Maven, on the contrary, is the biggest single source of signed packages around. Every package in maven central has a GPG signature - the exact same gold standard that Debian follows. The problems Debian faces with packaging Hadoop are largely of their own making; Debian was happy to integrate Perl/CPAN into apt, but somehow refuses to do the same with any other language.

> Instead of writing clean, modular architecture, everything these days morphs into a huge mess of interlocked dependencies. Last I checked, the Hadoop classpath was already over 100 jars. I bet it is now 150

That's exactly what clean modular architecture means. Small jars that do one thing well. They're all signed.

Bigtop is indeed terrible for security, but its target audience is people who want a one-stop build solution - not the kind of people who want to build everything themselves and carefully audit it. If you are someone who cares about security, the hadoop jars are right there with pgp signatures in the maven central repository, and the source is there if you want to build it.

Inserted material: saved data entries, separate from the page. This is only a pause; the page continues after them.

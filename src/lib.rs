//! Control-plane library crate for the sharding proxy fleet.
//!
//! # Purpose
//! Exposes the namespace configuration store, SQL fingerprinting and stats
//! aggregation, fleet fingerprint verification, and the admin HTTP surface for
//! use by the binary and tests.
//!
//! # Notes
//! Every component receives its backing store through its constructor; there
//! is no process-global configuration state.
pub mod api;
pub mod app;
pub mod config;
pub mod error;
pub mod fleet;
pub mod model;
pub mod observability;
pub mod service;
pub mod sqlfp;
pub mod store;

pub use error::{CcError, CcResult};
//! Proxy fleet handlers.
//!
//! # Purpose
//! Registers and removes proxy nodes, exposes the registry, and runs a
//! verification pass on demand.
//!
//! # Key invariants and assumptions
//! - The fingerprint endpoint answers within the verification deadline even
//!   when nodes hang; unreachable nodes are reported per node, not as an error.
use crate::api::error::ApiError;
use crate::api::types::{ProxyNodeListResponse, RegisterProxyRequest};
use crate::app::AppState;
use crate::fleet::FleetReport;
use axum::Json;
use axum::extract::rejection::JsonRejection;
use axum::extract::{Path, State};
use axum::http::StatusCode;

#[utoipa::path(
    get,
    path = "/api/cc/proxy/config/fingerprint",
    tag = "proxy",
    responses(
        (status = 200, description = "Expected fingerprint and per-node sync state", body = FleetReport)
    )
)]
pub(crate) async fn fleet_fingerprints(
    State(state): State<AppState>,
) -> Result<Json<FleetReport>, ApiError> {
    Ok(Json(state.verifier.report().await?))
}

#[utoipa::path(
    put,
    path = "/api/cc/proxy/register",
    tag = "proxy",
    request_body = RegisterProxyRequest,
    responses(
        (status = 204, description = "Proxy registered"),
        (status = 400, description = "Invalid address", body = crate::api::types::ErrorResponse)
    )
)]
pub(crate) async fn register_proxy(
    State(state): State<AppState>,
    body: Result<Json<RegisterProxyRequest>, JsonRejection>,
) -> Result<StatusCode, ApiError> {
    let Json(body) = body?;
    state.fleet.register(&body.addr).await?;
    Ok(StatusCode::NO_CONTENT)
}

#[utoipa::path(
    delete,
    path = "/api/cc/proxy/{addr}",
    tag = "proxy",
    params(
        ("addr" = String, Path, description = "Proxy address, host:port")
    ),
    responses(
        (status = 204, description = "Proxy deregistered"),
        (status = 404, description = "Proxy not registered", body = crate::api::types::ErrorResponse)
    )
)]
pub(crate) async fn deregister_proxy(
    Path(addr): Path<String>,
    State(state): State<AppState>,
) -> Result<StatusCode, ApiError> {
    state.fleet.deregister(&addr).await?;
    Ok(StatusCode::NO_CONTENT)
}

#[utoipa::path(
    get,
    path = "/api/cc/proxy/nodes",
    tag = "proxy",
    responses(
        (status = 200, description = "Registered proxies and their last poll", body = ProxyNodeListResponse)
    )
)]
pub(crate) async fn list_proxies(
    State(state): State<AppState>,
) -> Result<Json<ProxyNodeListResponse>, ApiError> {
    let items = state.fleet.nodes().await?;
    Ok(Json(ProxyNodeListResponse { items }))
}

Makefiles don't really enter into it and getting software signed by the developer isn't that valuable or useful.

The value of debian is not that they package (or repackage) everything into deb files but that they resolve versioning and dependancy conflicts, slip security fixes into old versions of libraries (when newer version break API/ABI), and make it possible to integrate completely disparate software into a system. They also have a great track record at it.

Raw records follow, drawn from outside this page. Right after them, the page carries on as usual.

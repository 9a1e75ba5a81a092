//! SQL fingerprinting.
//!
//! # Purpose
//! Reduces a raw SQL statement to a stable key so that statements differing
//! only in literal values, spacing, comments or keyword case land in the same
//! stats bucket.
//!
//! # Key invariants
//! - `fingerprint` is total: any input, including malformed SQL, yields a key.
//! - The output depends only on the input text.
//! - Blank input yields the empty string.
//!
//! # How it works
//! The statement is tokenized with `sqlparser`'s MySQL tokenizer. Literals and
//! bind placeholders become `?`, placeholder-only lists become `(?+)`, and the
//! remaining tokens are re-joined with canonical spacing. When the tokenizer
//! rejects the input, a character scanner splits it into the same kind of
//! tokens without any grammar knowledge, and both paths share list collapsing
//! and spacing.
use sqlparser::dialect::MySqlDialect;
use sqlparser::keywords::{ALL_KEYWORDS, Keyword};
use sqlparser::tokenizer::{Token, Tokenizer};

const PLACEHOLDER: &str = "?";
const LIST: &str = "(?+)";

/// Normalized key for `sql`.
///
/// ```
/// use proxy_cc::sqlfp::fingerprint;
///
/// assert_eq!(
///     fingerprint("SELECT * FROM shop_orders WHERE order_id IN (1, 2, 3)"),
///     fingerprint("select * from shop_orders where order_id in (7)"),
/// );
/// ```
pub fn fingerprint(sql: &str) -> String {
    if sql.trim().is_empty() {
        return String::new();
    }
    match Tokenizer::new(&MySqlDialect {}, sql).tokenize() {
        Ok(tokens) => from_tokens(tokens),
        Err(err) => {
            tracing::trace!(error = %err, "sql tokenizer rejected input, scanning bytes");
            scan_fallback(sql)
        }
    }
}

fn from_tokens(tokens: Vec<Token>) -> String {
    let significant: Vec<Token> = tokens
        .into_iter()
        .filter(|token| !matches!(token, Token::Whitespace(_) | Token::EOF))
        .collect();

    let mut out: Vec<String> = Vec::with_capacity(significant.len());
    let mut i = 0;
    while i < significant.len() {
        let token = &significant[i];
        let prev = i.checked_sub(1).map(|p| &significant[p]);
        if matches!(token, Token::Minus)
            && matches!(significant.get(i + 1), Some(Token::Number(..)))
            && !ends_operand(prev)
        {
            out.push(PLACEHOLDER.to_string());
            i += 2;
            continue;
        }
        out.push(normalize_token(token));
        i += 1;
    }

    finish(out)
}

fn finish(tokens: Vec<String>) -> String {
    let mut out = collapse_lists(tokens);
    while out.last().is_some_and(|token| token == ";") {
        out.pop();
    }
    join(&out)
}

fn normalize_token(token: &Token) -> String {
    match token {
        Token::Word(word) if word.quote_style.is_none() && word.keyword != Keyword::NoKeyword => {
            word.value.to_ascii_lowercase()
        }
        Token::Number(..)
        | Token::Placeholder(_)
        | Token::SingleQuotedString(_)
        | Token::DoubleQuotedString(_)
        | Token::NationalStringLiteral(_)
        | Token::EscapedStringLiteral(_)
        | Token::HexStringLiteral(_)
        | Token::SingleQuotedByteStringLiteral(_)
        | Token::DoubleQuotedByteStringLiteral(_)
        | Token::DollarQuotedString(_) => PLACEHOLDER.to_string(),
        other => other.to_string(),
    }
}

/// True when `prev` completes an operand, which makes a following `-` binary.
fn ends_operand(prev: Option<&Token>) -> bool {
    match prev {
        None => false,
        Some(Token::Word(word)) => {
            word.quote_style.is_some()
                || !matches!(
                    word.keyword,
                    Keyword::SELECT
                        | Keyword::WHERE
                        | Keyword::AND
                        | Keyword::OR
                        | Keyword::NOT
                        | Keyword::BY
                        | Keyword::IN
                        | Keyword::VALUES
                        | Keyword::SET
                        | Keyword::LIMIT
                        | Keyword::OFFSET
                        | Keyword::THEN
                        | Keyword::ELSE
                        | Keyword::WHEN
                        | Keyword::BETWEEN
                        | Keyword::LIKE
                        | Keyword::IS
                        | Keyword::ON
                        | Keyword::HAVING
                        | Keyword::CASE
                        | Keyword::INTERVAL
                        | Keyword::RETURN
                )
        }
        Some(token) => matches!(
            token,
            Token::Number(..)
                | Token::Placeholder(_)
                | Token::RParen
                | Token::SingleQuotedString(_)
                | Token::DoubleQuotedString(_)
                | Token::NationalStringLiteral(_)
                | Token::EscapedStringLiteral(_)
                | Token::HexStringLiteral(_)
        ),
    }
}

/// Replace `( ? , ? ... )` with `(?+)`. Comma-joined groups merge only in the
/// row list of `VALUES`.
fn collapse_lists(tokens: Vec<String>) -> Vec<String> {
    let mut out: Vec<String> = Vec::with_capacity(tokens.len());
    let mut in_rows = false;
    let mut i = 0;
    while i < tokens.len() {
        if tokens[i] == "(" {
            if let Some(close) = placeholder_list_end(&tokens, i) {
                let merges = in_rows
                    && out.len() >= 2
                    && out[out.len() - 1] == ","
                    && out[out.len() - 2] == LIST;
                if merges {
                    out.pop();
                } else {
                    in_rows = out
                        .last()
                        .is_some_and(|prev| prev == "values" || prev == "value");
                    out.push(LIST.to_string());
                }
                i = close + 1;
                continue;
            }
        }
        if tokens[i] != "," {
            in_rows = false;
        }
        out.push(tokens[i].clone());
        i += 1;
    }
    out
}

fn placeholder_list_end(tokens: &[String], open: usize) -> Option<usize> {
    let mut j = open + 1;
    loop {
        if tokens.get(j)? != PLACEHOLDER {
            return None;
        }
        j += 1;
        match tokens.get(j)?.as_str() {
            ")" => return Some(j),
            "," => j += 1,
            _ => return None,
        }
    }
}

fn join(tokens: &[String]) -> String {
    let mut out = String::new();
    for (i, token) in tokens.iter().enumerate() {
        if i > 0 {
            let prev = tokens[i - 1].as_str();
            let tight = matches!(prev, "(" | ".") || matches!(token.as_str(), ")" | "," | ".");
            if !tight {
                out.push(' ');
            }
        }
        out.push_str(token);
    }
    out
}

/// Grammar-free tokenizing used when the tokenizer fails.
fn scan_fallback(sql: &str) -> String {
    let chars: Vec<char> = sql.chars().collect();
    let mut tokens: Vec<String> = Vec::new();
    let mut i = 0;

    while i < chars.len() {
        let c = chars[i];
        let start = i;
        match c {
            c if c.is_whitespace() => {
                i += 1;
                continue;
            }
            '\'' | '"' => {
                i = skip_quoted(&chars, i);
                tokens.push(PLACEHOLDER.to_string());
            }
            '`' => {
                i += 1;
                while i < chars.len() && chars[i] != '`' {
                    i += 1;
                }
                i = (i + 1).min(chars.len());
                tokens.push(chars[start..i].iter().collect());
            }
            '?' => {
                i += 1;
                tokens.push(PLACEHOLDER.to_string());
            }
            c if c.is_ascii_digit() => {
                while i < chars.len() && (chars[i].is_ascii_alphanumeric() || chars[i] == '.') {
                    i += 1;
                }
                tokens.push(PLACEHOLDER.to_string());
            }
            c if is_word_char(c) => {
                while i < chars.len() && is_word_char(chars[i]) {
                    i += 1;
                }
                let word: String = chars[start..i].iter().collect();
                tokens.push(normalize_word(word));
            }
            '<' | '>' | '=' | '!' => {
                while i < chars.len() && matches!(chars[i], '<' | '>' | '=' | '!') {
                    i += 1;
                }
                tokens.push(chars[start..i].iter().collect());
            }
            c => {
                i += 1;
                tokens.push(c.to_string());
            }
        }
    }

    finish(tokens)
}

fn is_word_char(c: char) -> bool {
    c.is_alphanumeric() || c == '_' || c == '$'
}

/// Keywords are lowercased, identifiers keep their case.
fn normalize_word(word: String) -> String {
    let upper = word.to_ascii_uppercase();
    if ALL_KEYWORDS.binary_search(&upper.as_str()).is_ok() {
        word.to_ascii_lowercase()
    } else {
        word
    }
}

/// Index just past the quoted run starting at `open`, or the end of input.
fn skip_quoted(chars: &[char], open: usize) -> usize {
    let quote = chars[open];
    let mut i = open + 1;
    while i < chars.len() {
        match chars[i] {
            '\\' => i += 2,
            c if c == quote => {
                if chars.get(i + 1) == Some(&quote) {
                    i += 2;
                } else {
                    return i + 1;
                }
            }
            _ => i += 1,
        }
    }
    chars.len()
}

Maven does not do any of these things; Maven does nothing to protect the system administrator from a stupid developer, it just makes it easier for their code to breed and fester.

You must understand that the sysadmin has an enormous responsibility that is difficult for programmers to fully appreciate: You don't feel responsible for your bugs, you don't feel responsible for mistakes made by the developer of a library you use, and you certainly don't feel responsible for the behaviour of some other program on the same machine as your software, after all: Your program is sufficiently modular and scalable and even if it isn't, programming is hard, and every software has bugs.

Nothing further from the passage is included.